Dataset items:
++++++++++

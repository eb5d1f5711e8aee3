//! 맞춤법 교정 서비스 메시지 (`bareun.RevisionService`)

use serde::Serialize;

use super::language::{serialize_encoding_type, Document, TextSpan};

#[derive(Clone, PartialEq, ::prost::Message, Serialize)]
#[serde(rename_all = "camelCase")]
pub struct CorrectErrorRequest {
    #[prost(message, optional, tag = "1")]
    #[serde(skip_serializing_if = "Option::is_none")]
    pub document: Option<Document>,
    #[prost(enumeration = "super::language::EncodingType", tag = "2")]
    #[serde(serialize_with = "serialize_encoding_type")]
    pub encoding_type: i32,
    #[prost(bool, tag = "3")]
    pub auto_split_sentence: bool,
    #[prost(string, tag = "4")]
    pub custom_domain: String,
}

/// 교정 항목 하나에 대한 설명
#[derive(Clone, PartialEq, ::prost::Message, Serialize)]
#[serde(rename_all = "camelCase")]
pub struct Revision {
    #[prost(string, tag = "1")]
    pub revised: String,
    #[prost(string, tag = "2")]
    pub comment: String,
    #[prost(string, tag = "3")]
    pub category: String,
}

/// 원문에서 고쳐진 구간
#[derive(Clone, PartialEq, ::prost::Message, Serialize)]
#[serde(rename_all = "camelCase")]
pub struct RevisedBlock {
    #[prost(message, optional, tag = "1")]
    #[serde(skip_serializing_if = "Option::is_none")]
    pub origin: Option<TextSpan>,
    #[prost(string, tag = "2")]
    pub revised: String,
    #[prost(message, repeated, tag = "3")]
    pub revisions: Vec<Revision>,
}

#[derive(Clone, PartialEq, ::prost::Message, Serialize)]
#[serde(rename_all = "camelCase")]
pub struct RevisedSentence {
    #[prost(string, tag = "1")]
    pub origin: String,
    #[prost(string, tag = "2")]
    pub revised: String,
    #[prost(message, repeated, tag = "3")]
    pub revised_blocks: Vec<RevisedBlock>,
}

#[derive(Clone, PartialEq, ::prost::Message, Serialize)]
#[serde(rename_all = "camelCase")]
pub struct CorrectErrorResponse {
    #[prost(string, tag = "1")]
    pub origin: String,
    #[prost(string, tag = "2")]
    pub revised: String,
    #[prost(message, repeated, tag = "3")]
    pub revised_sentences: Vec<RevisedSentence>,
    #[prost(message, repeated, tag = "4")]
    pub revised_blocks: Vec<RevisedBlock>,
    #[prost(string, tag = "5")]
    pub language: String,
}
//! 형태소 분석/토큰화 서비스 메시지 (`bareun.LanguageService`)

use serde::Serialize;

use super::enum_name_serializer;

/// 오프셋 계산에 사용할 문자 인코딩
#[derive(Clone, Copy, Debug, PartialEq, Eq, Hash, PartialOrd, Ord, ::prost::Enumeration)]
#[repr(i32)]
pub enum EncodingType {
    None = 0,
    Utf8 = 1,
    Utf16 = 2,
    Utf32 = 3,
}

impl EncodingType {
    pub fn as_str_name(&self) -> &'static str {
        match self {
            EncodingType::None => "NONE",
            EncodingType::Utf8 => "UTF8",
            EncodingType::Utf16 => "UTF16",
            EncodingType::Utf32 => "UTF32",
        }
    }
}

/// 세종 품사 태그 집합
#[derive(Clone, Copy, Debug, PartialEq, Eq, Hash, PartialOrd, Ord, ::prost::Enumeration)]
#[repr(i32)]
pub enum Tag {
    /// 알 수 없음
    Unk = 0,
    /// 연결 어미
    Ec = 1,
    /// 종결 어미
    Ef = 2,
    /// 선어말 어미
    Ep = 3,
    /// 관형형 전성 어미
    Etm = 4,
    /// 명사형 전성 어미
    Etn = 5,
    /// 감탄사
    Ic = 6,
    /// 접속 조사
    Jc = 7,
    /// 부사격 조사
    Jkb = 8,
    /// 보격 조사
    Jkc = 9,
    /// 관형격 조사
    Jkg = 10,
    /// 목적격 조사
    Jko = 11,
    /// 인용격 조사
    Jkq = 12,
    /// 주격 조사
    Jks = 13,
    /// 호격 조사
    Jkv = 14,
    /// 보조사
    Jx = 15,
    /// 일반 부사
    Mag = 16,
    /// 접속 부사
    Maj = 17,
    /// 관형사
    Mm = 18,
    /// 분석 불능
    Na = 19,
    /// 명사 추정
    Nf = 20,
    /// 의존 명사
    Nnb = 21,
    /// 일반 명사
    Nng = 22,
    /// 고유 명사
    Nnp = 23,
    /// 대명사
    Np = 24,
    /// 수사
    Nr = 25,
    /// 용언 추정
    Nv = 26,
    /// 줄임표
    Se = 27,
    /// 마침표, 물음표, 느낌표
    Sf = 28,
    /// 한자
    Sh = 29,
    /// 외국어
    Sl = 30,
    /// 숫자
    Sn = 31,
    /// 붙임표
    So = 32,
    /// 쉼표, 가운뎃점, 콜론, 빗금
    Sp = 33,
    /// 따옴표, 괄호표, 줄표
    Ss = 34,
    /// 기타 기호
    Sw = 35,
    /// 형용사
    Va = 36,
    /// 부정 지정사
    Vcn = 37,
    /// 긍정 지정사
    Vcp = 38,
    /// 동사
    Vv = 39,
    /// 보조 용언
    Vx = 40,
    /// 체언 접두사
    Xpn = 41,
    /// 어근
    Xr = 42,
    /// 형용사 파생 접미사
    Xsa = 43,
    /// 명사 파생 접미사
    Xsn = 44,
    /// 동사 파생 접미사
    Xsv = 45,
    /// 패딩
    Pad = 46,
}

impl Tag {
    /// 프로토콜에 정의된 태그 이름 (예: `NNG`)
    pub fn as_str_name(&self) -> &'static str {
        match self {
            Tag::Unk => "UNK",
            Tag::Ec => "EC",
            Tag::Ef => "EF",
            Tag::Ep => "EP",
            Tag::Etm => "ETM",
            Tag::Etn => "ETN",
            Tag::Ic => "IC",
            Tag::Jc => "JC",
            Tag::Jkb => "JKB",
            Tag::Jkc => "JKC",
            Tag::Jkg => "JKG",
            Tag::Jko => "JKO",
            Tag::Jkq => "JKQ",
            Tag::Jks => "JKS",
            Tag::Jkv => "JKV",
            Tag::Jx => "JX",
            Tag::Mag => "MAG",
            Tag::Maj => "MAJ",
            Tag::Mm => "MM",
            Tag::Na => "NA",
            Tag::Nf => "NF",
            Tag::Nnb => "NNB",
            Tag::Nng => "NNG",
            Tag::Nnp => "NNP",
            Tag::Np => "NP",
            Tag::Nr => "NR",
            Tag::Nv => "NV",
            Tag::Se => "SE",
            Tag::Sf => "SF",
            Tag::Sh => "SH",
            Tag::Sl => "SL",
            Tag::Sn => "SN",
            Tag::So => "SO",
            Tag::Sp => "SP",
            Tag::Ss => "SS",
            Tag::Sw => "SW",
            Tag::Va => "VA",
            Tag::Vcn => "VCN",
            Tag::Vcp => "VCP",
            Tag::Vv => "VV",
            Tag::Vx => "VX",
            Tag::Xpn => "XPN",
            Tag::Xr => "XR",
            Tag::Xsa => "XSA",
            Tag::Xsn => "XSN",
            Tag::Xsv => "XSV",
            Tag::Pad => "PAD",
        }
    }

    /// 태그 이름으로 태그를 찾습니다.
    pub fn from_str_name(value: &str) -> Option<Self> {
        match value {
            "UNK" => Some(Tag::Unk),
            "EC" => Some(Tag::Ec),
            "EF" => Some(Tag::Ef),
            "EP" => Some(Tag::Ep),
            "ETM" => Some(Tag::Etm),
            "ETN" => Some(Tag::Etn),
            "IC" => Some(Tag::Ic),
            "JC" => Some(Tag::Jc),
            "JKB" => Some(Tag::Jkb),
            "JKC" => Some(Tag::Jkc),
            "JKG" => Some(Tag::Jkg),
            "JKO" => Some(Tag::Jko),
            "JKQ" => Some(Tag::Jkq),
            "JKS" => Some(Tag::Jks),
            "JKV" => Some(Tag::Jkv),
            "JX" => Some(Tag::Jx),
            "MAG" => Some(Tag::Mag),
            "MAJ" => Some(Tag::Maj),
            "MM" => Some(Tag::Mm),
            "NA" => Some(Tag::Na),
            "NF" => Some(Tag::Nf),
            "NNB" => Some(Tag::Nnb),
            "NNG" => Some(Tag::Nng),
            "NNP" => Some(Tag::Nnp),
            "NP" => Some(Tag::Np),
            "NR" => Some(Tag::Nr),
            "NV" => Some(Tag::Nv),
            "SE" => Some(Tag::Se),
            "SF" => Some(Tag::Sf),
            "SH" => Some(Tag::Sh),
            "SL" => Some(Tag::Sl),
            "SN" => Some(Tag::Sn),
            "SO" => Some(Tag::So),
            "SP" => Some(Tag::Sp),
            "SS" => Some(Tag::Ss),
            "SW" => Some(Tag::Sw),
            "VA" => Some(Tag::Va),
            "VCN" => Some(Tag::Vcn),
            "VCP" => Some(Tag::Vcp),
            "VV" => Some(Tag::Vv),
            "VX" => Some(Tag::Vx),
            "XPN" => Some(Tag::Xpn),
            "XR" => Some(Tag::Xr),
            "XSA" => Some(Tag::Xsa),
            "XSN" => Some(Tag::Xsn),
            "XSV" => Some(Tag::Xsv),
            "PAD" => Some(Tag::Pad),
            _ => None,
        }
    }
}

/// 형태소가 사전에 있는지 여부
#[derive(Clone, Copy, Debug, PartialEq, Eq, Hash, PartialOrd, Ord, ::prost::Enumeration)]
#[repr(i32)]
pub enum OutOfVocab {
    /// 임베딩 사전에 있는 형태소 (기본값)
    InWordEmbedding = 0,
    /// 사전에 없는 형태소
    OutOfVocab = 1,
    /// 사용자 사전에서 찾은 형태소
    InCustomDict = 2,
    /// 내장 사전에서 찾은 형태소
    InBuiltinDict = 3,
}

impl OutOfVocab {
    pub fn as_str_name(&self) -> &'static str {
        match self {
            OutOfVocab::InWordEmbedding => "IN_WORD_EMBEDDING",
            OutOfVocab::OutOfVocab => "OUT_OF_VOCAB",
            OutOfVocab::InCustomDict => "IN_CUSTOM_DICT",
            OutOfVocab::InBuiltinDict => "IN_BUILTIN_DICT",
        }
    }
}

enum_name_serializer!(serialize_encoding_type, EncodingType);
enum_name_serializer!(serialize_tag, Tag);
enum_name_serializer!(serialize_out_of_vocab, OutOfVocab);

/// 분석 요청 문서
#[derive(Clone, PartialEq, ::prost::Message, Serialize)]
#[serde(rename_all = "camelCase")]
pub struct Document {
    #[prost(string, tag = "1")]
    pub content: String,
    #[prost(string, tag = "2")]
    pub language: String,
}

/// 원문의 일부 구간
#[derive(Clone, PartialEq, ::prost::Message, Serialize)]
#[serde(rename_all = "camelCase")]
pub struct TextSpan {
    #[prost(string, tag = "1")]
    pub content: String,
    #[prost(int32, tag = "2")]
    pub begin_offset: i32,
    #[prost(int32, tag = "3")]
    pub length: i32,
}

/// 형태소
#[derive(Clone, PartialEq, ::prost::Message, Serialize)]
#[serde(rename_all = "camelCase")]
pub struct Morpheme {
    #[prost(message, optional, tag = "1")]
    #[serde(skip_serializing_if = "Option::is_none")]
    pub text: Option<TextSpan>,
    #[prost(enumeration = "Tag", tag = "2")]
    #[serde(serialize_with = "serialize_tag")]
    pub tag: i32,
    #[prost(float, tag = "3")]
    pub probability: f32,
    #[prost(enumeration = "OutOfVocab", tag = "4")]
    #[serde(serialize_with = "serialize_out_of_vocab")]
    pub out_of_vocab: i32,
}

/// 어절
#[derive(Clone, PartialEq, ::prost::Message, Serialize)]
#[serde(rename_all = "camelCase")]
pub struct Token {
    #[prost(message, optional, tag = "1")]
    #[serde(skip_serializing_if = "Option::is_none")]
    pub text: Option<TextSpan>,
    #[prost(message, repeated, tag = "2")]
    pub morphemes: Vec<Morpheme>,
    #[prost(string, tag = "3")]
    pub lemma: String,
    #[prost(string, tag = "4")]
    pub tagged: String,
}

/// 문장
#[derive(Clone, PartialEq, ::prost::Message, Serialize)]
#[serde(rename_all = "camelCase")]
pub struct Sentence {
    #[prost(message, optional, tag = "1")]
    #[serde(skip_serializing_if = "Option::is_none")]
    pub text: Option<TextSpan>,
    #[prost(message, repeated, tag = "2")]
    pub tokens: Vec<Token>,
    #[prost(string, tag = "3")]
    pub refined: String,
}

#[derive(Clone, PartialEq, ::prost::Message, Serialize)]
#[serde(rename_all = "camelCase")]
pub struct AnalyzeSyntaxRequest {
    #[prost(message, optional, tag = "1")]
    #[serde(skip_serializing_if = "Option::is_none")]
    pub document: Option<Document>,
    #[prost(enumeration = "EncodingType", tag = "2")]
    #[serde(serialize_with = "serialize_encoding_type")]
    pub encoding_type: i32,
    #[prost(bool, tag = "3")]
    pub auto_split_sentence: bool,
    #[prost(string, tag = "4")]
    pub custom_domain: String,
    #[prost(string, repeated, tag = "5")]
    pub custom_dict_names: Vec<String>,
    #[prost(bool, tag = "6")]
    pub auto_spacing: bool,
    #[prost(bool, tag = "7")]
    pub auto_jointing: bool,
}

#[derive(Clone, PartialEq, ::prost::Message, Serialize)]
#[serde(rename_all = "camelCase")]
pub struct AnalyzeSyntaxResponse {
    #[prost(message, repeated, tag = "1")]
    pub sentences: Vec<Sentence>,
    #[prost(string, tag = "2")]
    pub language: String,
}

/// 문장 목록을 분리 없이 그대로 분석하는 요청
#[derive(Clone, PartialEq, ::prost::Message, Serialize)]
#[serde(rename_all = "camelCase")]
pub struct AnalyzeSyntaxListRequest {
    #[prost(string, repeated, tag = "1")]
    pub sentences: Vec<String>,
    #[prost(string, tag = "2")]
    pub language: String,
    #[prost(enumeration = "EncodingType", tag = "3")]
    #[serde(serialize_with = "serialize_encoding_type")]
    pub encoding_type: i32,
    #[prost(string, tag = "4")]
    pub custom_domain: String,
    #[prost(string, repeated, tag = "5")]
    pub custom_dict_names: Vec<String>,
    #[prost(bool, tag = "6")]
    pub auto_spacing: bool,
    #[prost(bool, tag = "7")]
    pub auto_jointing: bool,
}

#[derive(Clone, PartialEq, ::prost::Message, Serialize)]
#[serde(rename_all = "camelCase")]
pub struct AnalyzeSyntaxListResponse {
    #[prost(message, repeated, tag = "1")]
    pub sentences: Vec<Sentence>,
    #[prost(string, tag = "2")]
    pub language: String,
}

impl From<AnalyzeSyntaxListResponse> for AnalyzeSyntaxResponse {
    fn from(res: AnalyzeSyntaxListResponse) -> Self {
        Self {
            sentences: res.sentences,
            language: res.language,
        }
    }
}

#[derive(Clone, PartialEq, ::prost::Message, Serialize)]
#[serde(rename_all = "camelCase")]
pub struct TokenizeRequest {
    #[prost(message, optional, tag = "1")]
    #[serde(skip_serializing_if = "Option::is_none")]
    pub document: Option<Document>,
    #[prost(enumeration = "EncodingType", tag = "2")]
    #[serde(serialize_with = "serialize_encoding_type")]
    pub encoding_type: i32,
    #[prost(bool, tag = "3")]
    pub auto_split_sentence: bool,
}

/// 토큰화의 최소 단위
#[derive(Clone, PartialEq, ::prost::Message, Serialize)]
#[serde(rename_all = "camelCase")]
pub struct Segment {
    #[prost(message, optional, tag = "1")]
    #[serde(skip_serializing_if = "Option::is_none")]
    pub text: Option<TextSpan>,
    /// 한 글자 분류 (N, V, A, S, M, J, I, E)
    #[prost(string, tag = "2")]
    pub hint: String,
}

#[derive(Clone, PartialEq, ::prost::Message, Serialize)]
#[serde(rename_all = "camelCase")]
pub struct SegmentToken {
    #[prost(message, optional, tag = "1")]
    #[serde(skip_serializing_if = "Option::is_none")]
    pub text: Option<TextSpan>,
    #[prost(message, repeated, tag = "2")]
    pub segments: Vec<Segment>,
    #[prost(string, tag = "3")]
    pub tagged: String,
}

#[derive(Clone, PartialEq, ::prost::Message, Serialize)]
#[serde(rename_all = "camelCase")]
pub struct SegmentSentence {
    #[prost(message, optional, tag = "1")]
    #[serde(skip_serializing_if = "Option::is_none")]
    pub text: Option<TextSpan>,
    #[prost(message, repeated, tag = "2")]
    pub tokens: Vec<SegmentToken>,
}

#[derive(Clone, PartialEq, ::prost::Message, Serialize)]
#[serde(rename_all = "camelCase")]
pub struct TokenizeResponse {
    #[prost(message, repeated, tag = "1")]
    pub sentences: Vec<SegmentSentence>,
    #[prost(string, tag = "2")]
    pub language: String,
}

++++++++++

• **YOUR ASSIGNMENT**
When a line among the entries contains "tokens", pull that line out.

• **EXPECTED OUTPUT**
    pub tokens: Vec<Token>,
    pub tokens: Vec<SegmentToken>,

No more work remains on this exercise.